I've been fighting for a couple of days with an MPI_REDUCE call in a gfortran atmospheric transport model code, having good input parameters, but returning highly unreasonable results in the master's recvbuf. I've been able to replicate the problem in a simple example, as follows:
PROGRAM TEST
USE mpi
IMPLICIT NONE
INTEGER my_rank, size, ierror
INTEGER, PARAMETER :: nx=1000, ny=1000, nz=6
INTEGER :: buffsize
REAL, DIMENSION(nx, ny, nz) :: u, v
call MPI_INIT(ierror)
call MPI_COMM_SIZE(MPI_COMM_WORLD, size, ierror)
call MPI_COMM_RANK(MPI_COMM_WORLD, my_rank, ierror)
PRINT *, 'my_rank, size: ', my_rank, size
buffsize = nx*ny*nz
u = my_rank + 1
PRINT *, 'PE: ', my_rank, ', Before reduce, SHAPE(u): ', SHAPE(u)
PRINT *, 'PE: ', my_rank, ', Before reduce, SUM(u): ', SUM(u)
CALL MPI_REDUCE(u, v, buffsize, MPI_REAL, &
& MPI_SUM, 0, MPI_COMM_WORLD, ierror)
CALL MPI_BARRIER(MPI_COMM_WORLD, ierror)
PRINT *, 'PE: ', my_rank, ', after reduce, ierror: ', ierror
PRINT *, 'PE: ', my_rank, ', after reduce, SUM(u): ', SUM(u)

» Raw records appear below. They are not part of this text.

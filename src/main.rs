//! redwire - headless redstone circuit runner
//!
//! Builds a circuit from a TOML scenario, plays its steps and reports the
//! resulting wire powers.

mod config;
mod scenario;

use anyhow::{Context, Result};
use config::AppConfig;
use redwire_testkit::{JsonlSink, MetricsReportBuilder, MetricsSink, TestExecutionMetrics};
use redwire_world::RedstoneEngine;
use scenario::Scenario;
use std::time::Instant;
use std::{env, path::PathBuf};
use tracing::info;

fn main() -> Result<()> {
    // WARN by default, RUST_LOG overrides
    tracing_subscriber::fmt()
        .with_env_filter(
            tracing_subscriber::EnvFilter::try_from_default_env()
                .unwrap_or_else(|_| tracing_subscriber::EnvFilter::new("warn")),
        )
        .init();

    info!("Starting redwire v{}", env!("CARGO_PKG_VERSION"));

    let cli = CliOptions::parse(env::args().skip(1));
    if cli.help {
        print_usage();
        return Ok(());
    }

    let config = match &cli.config {
        Some(path) => AppConfig::load_from_path(path),
        None => AppConfig::load(),
    };
    let scenario = match &cli.scenario {
        Some(path) => Scenario::load(path)?,
        None => Scenario::demo()?,
    };

    let mut engine =
        RedstoneEngine::try_new(config.engine).context("Invalid engine configuration")?;
    info!(
        strategy = engine.strategy_kind().name(),
        scenario = %scenario.name,
        "Engine ready"
    );

    let mut events = cli.events.as_ref().map(JsonlSink::create).transpose()?;
    let started = Instant::now();
    let (_grid, summary) = scenario::run(&scenario, &mut engine, events.as_mut())?;
    let elapsed = started.elapsed();

    for (pos, power) in &summary.wires {
        info!(pos = %pos, power, "Wire power");
        if config.print_wires {
            println!("{pos} {power}");
        }
    }
    let stats = engine.stats();
    println!(
        "{}: {} steps, {} ticks, {} wires, {} power writes, {} updates ({} strategy, {:.3} ms)",
        scenario.name,
        summary.steps,
        summary.ticks,
        summary.wires.len(),
        stats.power_writes,
        engine.dispatch_stats().updates,
        engine.strategy_kind().name(),
        elapsed.as_secs_f64() * 1000.0
    );

    if let Some(path) = &cli.metrics {
        let report = MetricsReportBuilder::new(scenario.name.clone())
            .engine(&engine)
            .execution(TestExecutionMetrics {
                duration_seconds: elapsed.as_secs_f64(),
                ticks_stepped: Some(summary.ticks),
                assertions_checked: None,
            })
            .build();
        MetricsSink::create(path)?.write(&report)?;
        info!(path = %path.display(), "Metrics written");
    }

    Ok(())
}

fn print_usage() {
    println!(
        "Usage: redwire [--config PATH] [--scenario PATH] [--events PATH] [--metrics PATH]\n\
         \n\
         Without --scenario the bundled demo circuit is run.\n\
         Set RUST_LOG=info to see per-wire powers in the log."
    );
}

#[derive(Debug, Default)]
struct CliOptions {
    config: Option<PathBuf>,
    scenario: Option<PathBuf>,
    events: Option<PathBuf>,
    metrics: Option<PathBuf>,
    help: bool,
}

impl CliOptions {
    fn parse<I: Iterator<Item = String>>(mut args: I) -> Self {
        let mut opts = CliOptions::default();

        while let Some(arg) = args.next() {
            let slot = match arg.as_str() {
                "--config" => &mut opts.config,
                "--scenario" => &mut opts.scenario,
                "--events" => &mut opts.events,
                "--metrics" => &mut opts.metrics,
                "-h" | "--help" => {
                    opts.help = true;
                    continue;
                }
                other => {
                    tracing::warn!(arg = other, "Ignoring unknown argument");
                    continue;
                }
            };
            if let Some(path) = args.next() {
                *slot = Some(PathBuf::from(path));
            } else {
                tracing::error!("{arg} requires a path");
            }
        }

        opts
    }
}

#[cfg(test)]
mod tests {
    use super::*;

    fn parse(args: &[&str]) -> CliOptions {
        CliOptions::parse(args.iter().map(|arg| arg.to_string()))
    }

    #[test]
    fn parses_paths() {
        let opts = parse(&["--scenario", "a.toml", "--metrics", "out/m.json"]);
        assert_eq!(opts.scenario, Some(PathBuf::from("a.toml")));
        assert_eq!(opts.metrics, Some(PathBuf::from("out/m.json")));
        assert!(opts.config.is_none());
        assert!(!opts.help);
    }

    #[test]
    fn missing_value_and_unknown_flags_are_ignored() {
        let opts = parse(&["--bogus", "--help", "--events"]);
        assert!(opts.help);
        assert!(opts.events.is_none());
    }
}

PRINT *, 'PE: ', my_rank, ', after reduce, SUM(v): ', SUM(v)
CALL MPI_FINALIZE(ierror)
END PROGRAM test
It returns:
mpirun -np 2 ./test3
my_rank, size: 0 2
my_rank, size: 1 2
PE: 1 , Before reduce, SHAPE(u): 1000 1000 6
PE: 0 , Before reduce, SHAPE(u): 1000 1000 6
PE: 0 , Before reduce, SUM(u): 6000000.00
PE: 1 , Before reduce, SUM(u): 12000000.0
PE: 0 , after reduce, ierror: 0
PE: 1 , after reduce, ierror: 0
PE: 1 , after reduce, SUM(u): 12000000.0
PE: 0 , after reduce, SUM(u): 6000000.00
PE: 1 , after reduce, SUM(v): 0.00000000
PE: 0 , after reduce, SUM(v): 18407592.0
PE0 "should" be showing 18000000.0 as the SUM(v) in the last line.

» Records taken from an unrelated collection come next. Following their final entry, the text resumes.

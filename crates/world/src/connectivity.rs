//! Connection shapes for wires and rails.
//!
//! A wire looks at its four horizontal neighbors and decides for each side
//! whether it runs along the floor, climbs the neighbor, or stays open. The
//! result is canonicalized so a wire never shows a single dangling arm: a lone
//! connection is always paired with its opposite side.

use crate::block::{BlockKind, BlockState, RedstoneSide, FACING, POWER};
use crate::block::{side_property, EAST, NORTH, SOUTH, WEST};
use crate::blocks::rail;
use crate::level::Level;
use crate::redstone::{has_neighbor_signal, is_signal_source, SignalContext};
use lru::LruCache;
use redwire_core::{Axis, Direction, Position};
use std::num::NonZeroUsize;

/// True when no side is connected.
pub fn is_dot(state: BlockState) -> bool {
    Direction::HORIZONTAL.iter().all(|dir| !side(state, *dir).is_connected())
}

/// True when all four sides are connected.
pub fn is_cross(state: BlockState) -> bool {
    Direction::HORIZONTAL.iter().all(|dir| side(state, *dir).is_connected())
}

/// Unpowered wire running in all four directions.
pub fn cross_state() -> BlockState {
    BlockState::new(BlockKind::RedstoneWire)
        .with(NORTH, RedstoneSide::Side)
        .with(EAST, RedstoneSide::Side)
        .with(SOUTH, RedstoneSide::Side)
        .with(WEST, RedstoneSide::Side)
}

fn side(state: BlockState, direction: Direction) -> RedstoneSide {
    side_property(direction).map_or(RedstoneSide::None, |prop| state.get(prop))
}

fn with_side(state: BlockState, direction: Direction, value: RedstoneSide) -> BlockState {
    match side_property(direction) {
        Some(prop) => state.with(prop, value),
        None => state,
    }
}

/// Whether a wire reaches out to `state`. `direction` points from the wire
/// towards the block; `None` means the block sits diagonally.
fn should_connect_to(state: BlockState, direction: Option<Direction>) -> bool {
    match state.kind() {
        BlockKind::RedstoneWire => true,
        BlockKind::Repeater => {
            direction.is_some_and(|dir| state.get(FACING).axis() == dir.axis() && dir.axis() != Axis::Y)
        }
        BlockKind::Observer => direction.is_some_and(|dir| state.get(FACING) == dir.opposite()),
        _ => is_signal_source(state, SignalContext::EMITTING) && direction.is_some(),
    }
}

/// Connection of the wire at `pos` towards `direction`.
pub fn connecting_side(level: &dyn Level, pos: Position, direction: Direction) -> RedstoneSide {
    let open_above = !level.state_or_air(pos.above()).is_conductor();
    connecting_side_with(level, pos, direction, open_above)
}

fn connecting_side_with(
    level: &dyn Level,
    pos: Position,
    direction: Direction,
    open_above: bool,
) -> RedstoneSide {
    let neighbor_pos = pos.relative(direction);
    let neighbor = level.state_or_air(neighbor_pos);

    if open_above
        && neighbor.can_support_wire()
        && should_connect_to(level.state_or_air(neighbor_pos.above()), None)
    {
        return if neighbor.is_face_sturdy(direction.opposite()) {
            RedstoneSide::Up
        } else {
            RedstoneSide::Side
        };
    }

    let reaches_down = !neighbor.is_conductor()
        && should_connect_to(level.state_or_air(neighbor_pos.below()), None);
    if should_connect_to(neighbor, Some(direction)) || reaches_down {
        RedstoneSide::Side
    } else {
        RedstoneSide::None
    }
}

/// Fill in every side of `state` that is currently open but should connect.
fn missing_connections(level: &dyn Level, mut state: BlockState, pos: Position) -> BlockState {
    let open_above = !level.state_or_air(pos.above()).is_conductor();
    for direction in Direction::HORIZONTAL {
        if !side(state, direction).is_connected() {
            let resolved = connecting_side_with(level, pos, direction, open_above);
            state = with_side(state, direction, resolved);
        }
    }
    state
}

/// Resolve the connection shape of the wire at `pos`, starting from `candidate`.
///
/// A candidate that is a dot and still has nothing to connect to stays a dot.
/// Otherwise each open side whose perpendicular pair is also open is forced
/// to [`RedstoneSide::Side`], so a single connection always runs straight
/// through and an unconnected wire becomes a cross.
pub fn resolve_wire(level: &dyn Level, pos: Position, candidate: BlockState) -> BlockState {
    let was_dot = is_dot(candidate);
    let base = BlockState::new(BlockKind::RedstoneWire).with(POWER, candidate.get(POWER));
    let mut state = missing_connections(level, base, pos);
    if was_dot && is_dot(state) {
        return state;
    }

    let north = side(state, Direction::North).is_connected();
    let south = side(state, Direction::South).is_connected();
    let east = side(state, Direction::East).is_connected();
    let west = side(state, Direction::West).is_connected();
    let no_north_south = !north && !south;
    let no_east_west = !east && !west;

    if !west && no_north_south {
        state = state.with(WEST, RedstoneSide::Side);
    }
    if !east && no_north_south {
        state = state.with(EAST, RedstoneSide::Side);
    }
    if !north && no_east_west {
        state = state.with(NORTH, RedstoneSide::Side);
    }
    if !south && no_east_west {
        state = state.with(SOUTH, RedstoneSide::Side);
    }
    state
}

/// Whether wire can rest at `pos`. Unloaded support counts as missing.
pub fn wire_can_survive(level: &dyn Level, pos: Position) -> bool {
    level.state_or_air(pos.below()).can_support_wire()
}

/// New state of the wire at `pos` after its neighbor in `direction` changed.
/// Returns air when the wire lost its support.
pub fn wire_update_shape(
    level: &dyn Level,
    state: BlockState,
    direction: Direction,
    neighbor_state: BlockState,
    pos: Position,
) -> BlockState {
    match direction {
        Direction::Down => {
            if neighbor_state.can_support_wire() {
                state
            } else {
                BlockState::AIR
            }
        }
        Direction::Up => resolve_wire(level, pos, state),
        _ => {
            let resolved = connecting_side(level, pos, direction);
            let current = side(state, direction);
            if resolved.is_connected() == current.is_connected() && !is_cross(state) {
                with_side(state, direction, resolved)
            } else {
                let candidate = with_side(
                    cross_state().with(POWER, state.get(POWER)),
                    direction,
                    resolved,
                );
                resolve_wire(level, pos, candidate)
            }
        }
    }
}

/// Axis-aligned box in 1/16 block units.
#[derive(Debug, Clone, Copy, PartialEq, Eq, Hash)]
pub struct Aabb {
    /// Minimum corner.
    pub min: [u8; 3],
    /// Maximum corner.
    pub max: [u8; 3],
}

impl Aabb {
    const fn new(min_x: u8, min_y: u8, min_z: u8, max_x: u8, max_y: u8, max_z: u8) -> Self {
        Self {
            min: [min_x, min_y, min_z],
            max: [max_x, max_y, max_z],
        }
    }
}

const SHAPE_DOT: Aabb = Aabb::new(3, 0, 3, 13, 1, 13);

fn floor_arm(direction: Direction) -> Aabb {
    match direction {
        Direction::North => Aabb::new(3, 0, 0, 13, 1, 13),
        Direction::South => Aabb::new(3, 0, 3, 13, 1, 16),
        Direction::East => Aabb::new(3, 0, 3, 16, 1, 13),
        _ => Aabb::new(0, 0, 3, 13, 1, 13),
    }
}

fn climbing_arm(direction: Direction) -> Aabb {
    match direction {
        Direction::North => Aabb::new(3, 0, 0, 13, 16, 1),
        Direction::South => Aabb::new(3, 0, 15, 13, 16, 16),
        Direction::East => Aabb::new(15, 0, 3, 16, 16, 13),
        _ => Aabb::new(0, 0, 3, 1, 16, 13),
    }
}

/// Union of boxes describing a block's outline.
#[derive(Debug, Clone, PartialEq, Eq, Default)]
pub struct VoxelShape {
    boxes: Vec<Aabb>,
}

impl VoxelShape {
    /// Component boxes.
    pub fn boxes(&self) -> &[Aabb] {
        &self.boxes
    }

    /// Outline of a wire state. Power does not change the outline.
    pub fn of_wire(state: BlockState) -> Self {
        let mut boxes = vec![SHAPE_DOT];
        for direction in Direction::HORIZONTAL {
            match side(state, direction) {
                RedstoneSide::None => {}
                RedstoneSide::Side => boxes.push(floor_arm(direction)),
                RedstoneSide::Up => {
                    boxes.push(floor_arm(direction));
                    boxes.push(climbing_arm(direction));
                }
            }
        }
        Self { boxes }
    }
}

/// Bounded memo from power-stripped wire states to their outline.
pub struct ShapeCache {
    entries: LruCache<BlockState, VoxelShape>,
    hits: u64,
    misses: u64,
}

impl ShapeCache {
    /// Create a cache holding at most `capacity` shapes.
    pub fn new(capacity: usize) -> Self {
        let capacity = NonZeroUsize::new(capacity.max(1)).unwrap_or(NonZeroUsize::MIN);
        Self {
            entries: LruCache::new(capacity),
            hits: 0,
            misses: 0,
        }
    }

    /// Outline for `state`, computed on first use.
    pub fn get(&mut self, state: BlockState) -> VoxelShape {
        let key = state.with(POWER, 0);
        if let Some(shape) = self.entries.get(&key) {
            self.hits += 1;
            return shape.clone();
        }
        self.misses += 1;
        let shape = VoxelShape::of_wire(key);
        self.entries.put(key, shape.clone());
        shape
    }

    /// Number of cached shapes.
    pub fn len(&self) -> usize {
        self.entries.len()
    }

    /// Whether nothing is cached.
    pub fn is_empty(&self) -> bool {
        self.entries.is_empty()
    }

    /// `(hits, misses)` since creation.
    pub fn hit_stats(&self) -> (u64, u64) {
        (self.hits, self.misses)
    }
}

/// Derives connection state for wires and rails from their neighbors.
pub struct ConnectivityResolver {
    shapes: ShapeCache,
}

impl ConnectivityResolver {
    /// Create a resolver with a shape cache of the given capacity.
    pub fn new(shape_cache_capacity: usize) -> Self {
        Self {
            shapes: ShapeCache::new(shape_cache_capacity),
        }
    }

    /// Connection state for `candidate` placed at `pos`.
    ///
    /// Wires get their four sides resolved, rails get the track layout their
    /// neighbors ask for; other kinds are returned unchanged.
    pub fn resolve_connections(
        &self,
        level: &dyn Level,
        pos: Position,
        candidate: BlockState,
    ) -> BlockState {
        if candidate.is(BlockKind::RedstoneWire) {
            resolve_wire(level, pos, candidate)
        } else if candidate.kind().is_rail() {
            let powered = has_neighbor_signal(level, pos, SignalContext::EMITTING);
            rail::resolved_state(level, pos, candidate, powered)
        } else {
            candidate
        }
    }

    /// State a freshly placed wire takes at `pos`.
    pub fn wire_placement(&self, level: &dyn Level, pos: Position) -> BlockState {
        resolve_wire(level, pos, cross_state())
    }

    /// Outline of a wire state.
    pub fn shape(&mut self, state: BlockState) -> VoxelShape {
        self.shapes.get(state)
    }

    /// Shape cache counters.
    pub fn shape_cache(&self) -> &ShapeCache {
        &self.shapes
    }
}

impl Default for ConnectivityResolver {
    fn default() -> Self {
        Self::new(256)
    }
}

#[cfg(test)]
mod tests {
    use super::*;
    use crate::grid::VoxelGrid;

    fn floor() -> VoxelGrid {
        let mut grid = VoxelGrid::new();
        grid.load_around(Position::ORIGIN, 1);
        for x in -4..=4 {
            for z in -4..=4 {
                grid.put(Position::new(x, 0, z), BlockState::new(BlockKind::Stone));
            }
        }
        grid
    }

    fn wire() -> BlockState {
        BlockState::new(BlockKind::RedstoneWire)
    }

    #[test]
    fn test_lone_wire_becomes_cross() {
        let grid = floor();
        let state = resolve_wire(&grid, Position::new(0, 1, 0), cross_state());
        assert!(is_cross(state));
    }

    #[test]
    fn test_single_neighbor_runs_straight_through() {
        let mut grid = floor();
        let pos = Position::new(0, 1, 0);
        grid.put(pos.relative(Direction::North), wire());
        let state = resolve_wire(&grid, pos, cross_state());
        assert_eq!(state.get(NORTH), RedstoneSide::Side);
        assert_eq!(state.get(SOUTH), RedstoneSide::Side);
        assert_eq!(state.get(EAST), RedstoneSide::None);
        assert_eq!(state.get(WEST), RedstoneSide::None);
    }

    #[test]
    fn test_explicit_dot_stays_dot_without_neighbors() {
        let grid = floor();
        let state = resolve_wire(&grid, Position::new(0, 1, 0), wire());
        assert!(is_dot(state));
    }

    #[test]
    fn test_dot_gains_arms_when_neighbor_appears() {
        let mut grid = floor();
        let pos = Position::new(0, 1, 0);
        grid.put(pos.relative(Direction::East), wire());
        let state = resolve_wire(&grid, pos, wire());
        assert_eq!(state.get(EAST), RedstoneSide::Side);
        assert_eq!(state.get(WEST), RedstoneSide::Side);
        assert!(!is_dot(state));
    }

    #[test]
    fn test_climbs_onto_block_with_wire_on_top() {
        let mut grid = floor();
        let pos = Position::new(0, 1, 0);
        let step = pos.relative(Direction::East);
        grid.put(step, BlockState::new(BlockKind::Stone));
        grid.put(step.above(), wire());
        assert_eq!(connecting_side(&grid, pos, Direction::East), RedstoneSide::Up);

        // A conductor above the wire blocks the climb.
        grid.put(pos.above(), BlockState::new(BlockKind::Stone));
        assert_eq!(connecting_side(&grid, pos, Direction::East), RedstoneSide::None);
    }

    #[test]
    fn test_steps_down_past_open_neighbor() {
        let mut grid = floor();
        let pos = Position::new(0, 2, 0);
        grid.put(pos.below(), BlockState::new(BlockKind::Stone));
        grid.put(pos.relative(Direction::West), BlockState::AIR);
        grid.put(Position::new(-1, 1, 0), wire());
        assert_eq!(connecting_side(&grid, pos, Direction::West), RedstoneSide::Side);
    }

    #[test]
    fn test_repeater_connects_only_on_its_axis() {
        let mut grid = floor();
        let pos = Position::new(0, 1, 0);
        grid.put(
            pos.relative(Direction::North),
            BlockState::new(BlockKind::Repeater).with(FACING, Direction::South),
        );
        assert_eq!(connecting_side(&grid, pos, Direction::North), RedstoneSide::Side);
        grid.put(
            pos.relative(Direction::North),
            BlockState::new(BlockKind::Repeater).with(FACING, Direction::East),
        );
        assert_eq!(connecting_side(&grid, pos, Direction::North), RedstoneSide::None);
    }

    #[test]
    fn test_lost_support_turns_to_air() {
        let grid = floor();
        let pos = Position::new(0, 1, 0);
        let state = wire_update_shape(&grid, cross_state(), Direction::Down, BlockState::AIR, pos);
        assert!(state.is_air());
    }

    #[test]
    fn test_shape_cache_ignores_power() {
        let mut cache = ShapeCache::new(4);
        let dim = cross_state().with(POWER, 1);
        let bright = cross_state().with(POWER, 15);
        assert_eq!(cache.get(dim), cache.get(bright));
        assert_eq!(cache.len(), 1);
        assert_eq!(cache.hit_stats(), (1, 1));
        assert_eq!(cache.get(dim).boxes().len(), 5);
    }

    #[test]
    fn test_shape_cache_evicts_least_recent() {
        let mut cache = ShapeCache::new(1);
        cache.get(cross_state());
        cache.get(wire());
        assert_eq!(cache.len(), 1);
        cache.get(cross_state());
        assert_eq!(cache.hit_stats(), (0, 3));
    }
}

If I set the nz parameter in the code from 6 to 5, the run produces correct results. What's really confusing is that it behaves this way, returning the same sum of reduced values on a) an AWS EC2 instance with gfortran 5.3 and openmpi, b) my laptop's gfortran 5.4 with mpich, and c) a workstation's gfortran 4.4 with openmpi.
If I change the type of array to DOUBLE PRECISION (as wells as specify that in the MPI_REDUCE call) it works fine, even for much larger arrays. If I use REAL4 rather than REAL, it produces the same bad results.
I know this has to be simple and that I'm being a real idiot here, but I'm just not understanding this. I've read some suggestions that my buffer size needs to be an integer value less than 2^31-1, but that's certainly the case here.